By BRUCE DENNILL
The publicity material for Neil Anthony Docking’s play The Revlon Girl, staged at the Auto & General Theatre On The Square, describes, unsurprisingly, the background to the piece’s plot – the Aberfan mining disaster in a remote part of Wales in the 1960s. It’s likely only dedicated theatregoers who will initially understand that this is much emotion, intimacy and humour beyond that rather bleak set-up – and the team involved will be hoping that positive word of mouth kicks in early to help spread that message.
“It was a worry,” says Michelle Douglas, who plays Sian, once of a group of women who lost children in the disaster and gather weekly to vent their grief in ways they can’t elsewhere.
“We thought: ‘Will it transcend expectations?’ It’s about loss, grief, surviving grief, and hope – all universal feelings that people can relate to, including in South Africa, however far away we are from where the play takes place.
“Because of that, the play transcends race, sexual orientation and age. We’ve been amazed by that – wherever we’ve performed, we’ve had audience members, including big, strong, middle-aged men, crying their eyes out. It’s not about making you sad, though. It’s written in that very British way; with lovely humour.”
So it seems those early concerns have been short-circuited before your Johannesburg run, then?
“We’ve been overwhelmed by the intensity of the response,” agrees Douglas.
“We’re surprised and continually humbled by how well it’s been received. The script is a gift, though. It makes us look great. We’re totally inspired to keep doing it, and encouraged to take it to everyone we can. So many South Africans have this same fear; these pent-up emotions, and the play will allow you to cry and cry, but with a sense of hope. It goes back to what I think is the original purpose of theatre: catharsis.”
Douglas pauses to reflect.
“I really am amazed at the impact it has,” she says. “It’s very Eurocentric, starring five white women. It’s everything South Africa is not at the moment. But our black audiences have responded by weeping and sharing their own stories. I originally thought the Welsh accents of our characters might alienate people, but we went the purist way and it’s worked beautifully.
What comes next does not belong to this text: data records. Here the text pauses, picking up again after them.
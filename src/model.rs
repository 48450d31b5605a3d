//! Data models for the import pipeline.
//!
//! # Overview
//!
//! - [`RawDocument`]: an opaque JSON object exactly as the source returned it.
//! - [`NormalizedSubmission`]: the mapped record handed to the submitter.
//! - [`ImportRecord`]: the persisted bookkeeping row for one source document.
//! - [`RunSummary`]: counters describing a single importer run.
//!
//! The import record doubles as the attempt tracker: its `mark_*` methods are
//! the only way the loop moves a record between states.

use chrono::{DateTime, Utc};
use serde::{Deserialize, Serialize};
use serde_json::{Map, Value};

use crate::taxonomy::{DEFAULT_FORMAT, DEFAULT_LANGUAGE, WORLD};

/// Entity type every imported document is saved as.
pub const ENTITY_TYPE: &str = "node";

/// Default number of failed attempts after which a document is skipped.
pub const DEFAULT_MAX_ATTEMPTS: u32 = 3;

/// A document as returned by a source API.
///
/// Sources disagree on every field name, so the document stays an untyped
/// JSON object. Adapters read it through the typed accessors below.
#[derive(Debug, Clone, Default, PartialEq, Serialize, Deserialize)]
#[serde(transparent)]
pub struct RawDocument {
    pub fields: Map<String, Value>,
}

impl RawDocument {
    pub fn new(fields: Map<String, Value>) -> Self {
        Self { fields }
    }

    /// Build a document from any JSON value. Non-objects yield `None`.
    pub fn from_value(value: Value) -> Option<Self> {
        match value {
            Value::Object(fields) => Some(Self { fields }),
            _ => None,
        }
    }

    /// Raw field access.
    pub fn get(&self, key: &str) -> Option<&Value> {
        self.fields.get(key)
    }

    /// Field access following a dotted path, e.g. `"summary.content"`.
    pub fn pointer(&self, path: &str) -> Option<&Value> {
        let mut parts = path.split('.');
        let mut current = self.fields.get(parts.next()?)?;
        for part in parts {
            current = match current {
                Value::Object(map) => map.get(part)?,
                Value::Array(items) => items.get(part.parse::<usize>().ok()?)?,
                _ => return None,
            };
        }
        Some(current)
    }

    /// A non-empty, trimmed string value. Numbers are stringified, since
    /// several sources send numeric identifiers.
    pub fn text(&self, path: &str) -> Option<String> {
        value_as_text(self.pointer(path)?)
    }

    /// Items of an array field. A single object or scalar is treated as a
    /// one-element list; missing or null yields nothing.
    pub fn list(&self, path: &str) -> Vec<&Value> {
        match self.pointer(path) {
            Some(Value::Array(items)) => items.iter().collect(),
            Some(Value::Null) | None => Vec::new(),
            Some(other) => vec![other],
        }
    }
}

/// Stringify a scalar JSON value, returning `None` for blanks.
pub fn value_as_text(value: &Value) -> Option<String> {
    let text = match value {
        Value::String(s) => s.trim().to_string(),
        Value::Number(n) => n.to_string(),
        Value::Bool(b) => b.to_string(),
        _ => return None,
    };
    if text.is_empty() { None } else { Some(text) }
}

/// Content bundle the submission targets.
#[derive(Debug, Clone, Copy, PartialEq, Eq, Hash, Serialize, Deserialize)]
#[serde(rename_all = "lowercase")]
pub enum Bundle {
    Report,
    Job,
}

impl Bundle {
    pub fn as_str(&self) -> &'static str {
        match self {
            Bundle::Report => "report",
            Bundle::Job => "job",
        }
    }

    pub fn parse(value: &str) -> Option<Self> {
        match value {
            "report" => Some(Bundle::Report),
            "job" => Some(Bundle::Job),
            _ => None,
        }
    }
}

/// Identity of a source document, derived before mapping.
#[derive(Debug, Clone, PartialEq, Eq)]
pub struct DocumentIdentity {
    /// Source-native identifier.
    pub item_id: String,
    /// Canonical URL of the document at the source.
    pub url: String,
    /// Deterministic UUID derived from `url`.
    pub uuid: String,
    /// Content hash over the source's allow-listed fields.
    pub hash: String,
}

/// An attachment to download and attach to the entity.
#[derive(Debug, Clone, PartialEq, Eq, Serialize, Deserialize)]
pub struct FileAttachment {
    pub url: String,
    #[serde(skip_serializing_if = "Option::is_none")]
    pub filename: Option<String>,
    #[serde(skip_serializing_if = "Option::is_none")]
    pub description: Option<String>,
}

/// The normalized record handed to the submitter.
///
/// Required fields (provider, bundle, hash, uuid, url, title) are never
/// empty, and country/language/format always carry at least one term; see
/// [`NormalizedSubmission::validate`].
#[derive(Debug, Clone, PartialEq, Serialize, Deserialize)]
pub struct NormalizedSubmission {
    pub provider: String,
    pub bundle: Bundle,
    pub hash: String,
    pub uuid: String,
    pub url: String,
    pub title: String,
    #[serde(default)]
    pub body: String,
    /// Source organization term IDs.
    #[serde(default)]
    pub source: Vec<i64>,
    #[serde(default)]
    pub published: Option<DateTime<Utc>>,
    pub language: Vec<i64>,
    pub country: Vec<i64>,
    pub format: Vec<i64>,
    #[serde(default, skip_serializing_if = "Vec::is_empty")]
    pub theme: Vec<i64>,
    #[serde(default, skip_serializing_if = "Vec::is_empty")]
    pub file: Vec<FileAttachment>,

    // Job bundle only.
    #[serde(default, skip_serializing_if = "Vec::is_empty")]
    pub career_categories: Vec<i64>,
    #[serde(default, skip_serializing_if = "Option::is_none")]
    pub closing_date: Option<DateTime<Utc>>,
    #[serde(default, skip_serializing_if = "Option::is_none")]
    pub how_to_apply: Option<String>,
}

impl NormalizedSubmission {
    /// Start a submission from a document identity. Term lists start with
    /// the World/English/Other defaults.
    pub fn new(provider: &str, bundle: Bundle, identity: &DocumentIdentity, title: &str) -> Self {
        Self {
            provider: provider.to_string(),
            bundle,
            hash: identity.hash.clone(),
            uuid: identity.uuid.clone(),
            url: identity.url.clone(),
            title: title.trim().to_string(),
            body: String::new(),
            source: Vec::new(),
            published: None,
            language: vec![DEFAULT_LANGUAGE],
            country: vec![WORLD],
            format: vec![DEFAULT_FORMAT],
            theme: Vec::new(),
            file: Vec::new(),
            career_categories: Vec::new(),
            closing_date: None,
            how_to_apply: None,
        }
    }

    /// Replace the country list, keeping the World default if nothing mapped.
    pub fn with_countries(mut self, countries: Vec<i64>) -> Self {
        if !countries.is_empty() {
            self.country = countries;
        }
        self
    }

    /// Replace the language list, keeping the English default if nothing mapped.
    pub fn with_languages(mut self, languages: Vec<i64>) -> Self {
        if !languages.is_empty() {
            self.language = languages;
        }
        self
    }

    /// Replace the format list, keeping the Other default if nothing mapped.
    pub fn with_formats(mut self, formats: Vec<i64>) -> Self {
        if !formats.is_empty() {
            self.format = formats;
        }
        self
    }

    /// Check the submission invariant, returning the first violation.
    pub fn validate(&self) -> Result<(), String> {
        let required = [
            ("provider", self.provider.as_str()),
            ("hash", self.hash.as_str()),
            ("uuid", self.uuid.as_str()),
            ("url", self.url.as_str()),
            ("title", self.title.as_str()),
        ];
        for (name, value) in required {
            if value.trim().is_empty() {
                return Err(format!("missing required field '{name}'"));
            }
        }
        if self.country.is_empty() {
            return Err("missing country".to_string());
        }
        if self.language.is_empty() {
            return Err("missing language".to_string());
        }
        if self.format.is_empty() {
            return Err("missing format".to_string());
        }
        Ok(())
    }
}

/// Reference to the entity the submitter created or updated.
#[derive(Debug, Clone, Copy, PartialEq, Eq, Serialize, Deserialize)]
pub struct EntityRef {
    pub id: i64,
    pub revision_id: i64,
}

/// Processing status of an import record.
#[derive(Debug, Clone, Copy, PartialEq, Eq, Hash, Serialize, Deserialize)]
#[serde(rename_all = "lowercase")]
pub enum ImportStatus {
    Pending,
    Success,
    Error,
    Duplicate,
}

impl ImportStatus {
    pub fn as_str(&self) -> &'static str {
        match self {
            ImportStatus::Pending => "pending",
            ImportStatus::Success => "success",
            ImportStatus::Error => "error",
            ImportStatus::Duplicate => "duplicate",
        }
    }

    pub fn parse(value: &str) -> Option<Self> {
        match value {
            "pending" => Some(ImportStatus::Pending),
            "success" => Some(ImportStatus::Success),
            "error" => Some(ImportStatus::Error),
            "duplicate" => Some(ImportStatus::Duplicate),
            _ => None,
        }
    }
}

/// Persisted bookkeeping for one (importer, document) pair.
#[derive(Debug, Clone, PartialEq, Serialize, Deserialize)]
pub struct ImportRecord {
    pub importer: String,
    pub provider_uuid: String,
    pub entity_type: String,
    pub entity_bundle: Bundle,
    pub imported_item_uuid: String,
    pub imported_item_id: String,
    pub imported_item_url: String,
    pub imported_data_hash: String,
    pub status: ImportStatus,
    pub message: String,
    pub attempts: u32,
    pub entity_id: Option<i64>,
    pub entity_revision_id: Option<i64>,
    pub changed: DateTime<Utc>,
}

impl ImportRecord {
    /// A fresh pending record for a document seen for the first time.
    pub fn new(
        importer: &str,
        provider_uuid: &str,
        bundle: Bundle,
        identity: &DocumentIdentity,
        now: DateTime<Utc>,
    ) -> Self {
        Self {
            importer: importer.to_string(),
            provider_uuid: provider_uuid.to_string(),
            entity_type: ENTITY_TYPE.to_string(),
            entity_bundle: bundle,
            imported_item_uuid: identity.uuid.clone(),
            imported_item_id: identity.item_id.clone(),
            imported_item_url: identity.url.clone(),
            imported_data_hash: identity.hash.clone(),
            status: ImportStatus::Pending,
            message: String::new(),
            attempts: 0,
            entity_id: None,
            entity_revision_id: None,
            changed: now,
        }
    }

    /// Whether the record has used up its attempts for the current hash.
    pub fn is_exhausted(&self, max_attempts: u32) -> bool {
        self.status == ImportStatus::Error && self.attempts >= max_attempts
    }

    /// New content version: restart the attempt cycle.
    pub fn reset_for_hash(&mut self, identity: &DocumentIdentity, now: DateTime<Utc>) {
        self.imported_data_hash = identity.hash.clone();
        self.imported_item_id = identity.item_id.clone();
        self.imported_item_url = identity.url.clone();
        self.status = ImportStatus::Pending;
        self.message.clear();
        self.attempts = 0;
        self.changed = now;
    }

    pub fn mark_success(&mut self, entity: EntityRef, now: DateTime<Utc>) {
        self.status = ImportStatus::Success;
        self.message.clear();
        self.attempts = 0;
        self.entity_id = Some(entity.id);
        self.entity_revision_id = Some(entity.revision_id);
        self.changed = now;
    }

    pub fn mark_failure(&mut self, message: &str, now: DateTime<Utc>) {
        self.status = ImportStatus::Error;
        self.message = message.to_string();
        self.attempts = self.attempts.saturating_add(1);
        self.changed = now;
    }

    pub fn mark_duplicate(&mut self, message: &str, now: DateTime<Utc>) {
        self.status = ImportStatus::Duplicate;
        self.message = message.to_string();
        self.changed = now;
    }
}

/// Counters for one importer run.
#[derive(Debug, Clone, Default, PartialEq, Eq, Serialize, Deserialize)]
pub struct RunSummary {
    pub importer: String,
    /// Documents returned by the source.
    pub fetched: usize,
    /// Documents handed to the submitter.
    pub submitted: usize,
    /// Successful submissions.
    pub created: usize,
    /// Failed submissions (validation or transport).
    pub failed: usize,
    /// Submissions rejected as duplicates.
    pub duplicates: usize,
    /// Unchanged content, already imported.
    pub skipped_unchanged: usize,
    /// Attempt ceiling reached for the current content version.
    pub skipped_exhausted: usize,
    /// Missing mandatory fields or skipped by the field mapper.
    pub skipped_invalid: usize,
    /// Records of this importer in `success` after the run.
    pub processed_count: i64,
}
We even asked actor friends to come and see if there were any problems with how it came across, but they said they’d just been carried away by the story.”
It does offer a sense of popular British narratives like the story of Billy Elliott and others, where there is beauty amidst the grime, and the contrast is what gives the tale its power. How are those aspects presented and kept top of mind on stage, with none of the big budget that a film might have to show visually recreate the disaster?
“The skill is in the writing,” explains Douglas.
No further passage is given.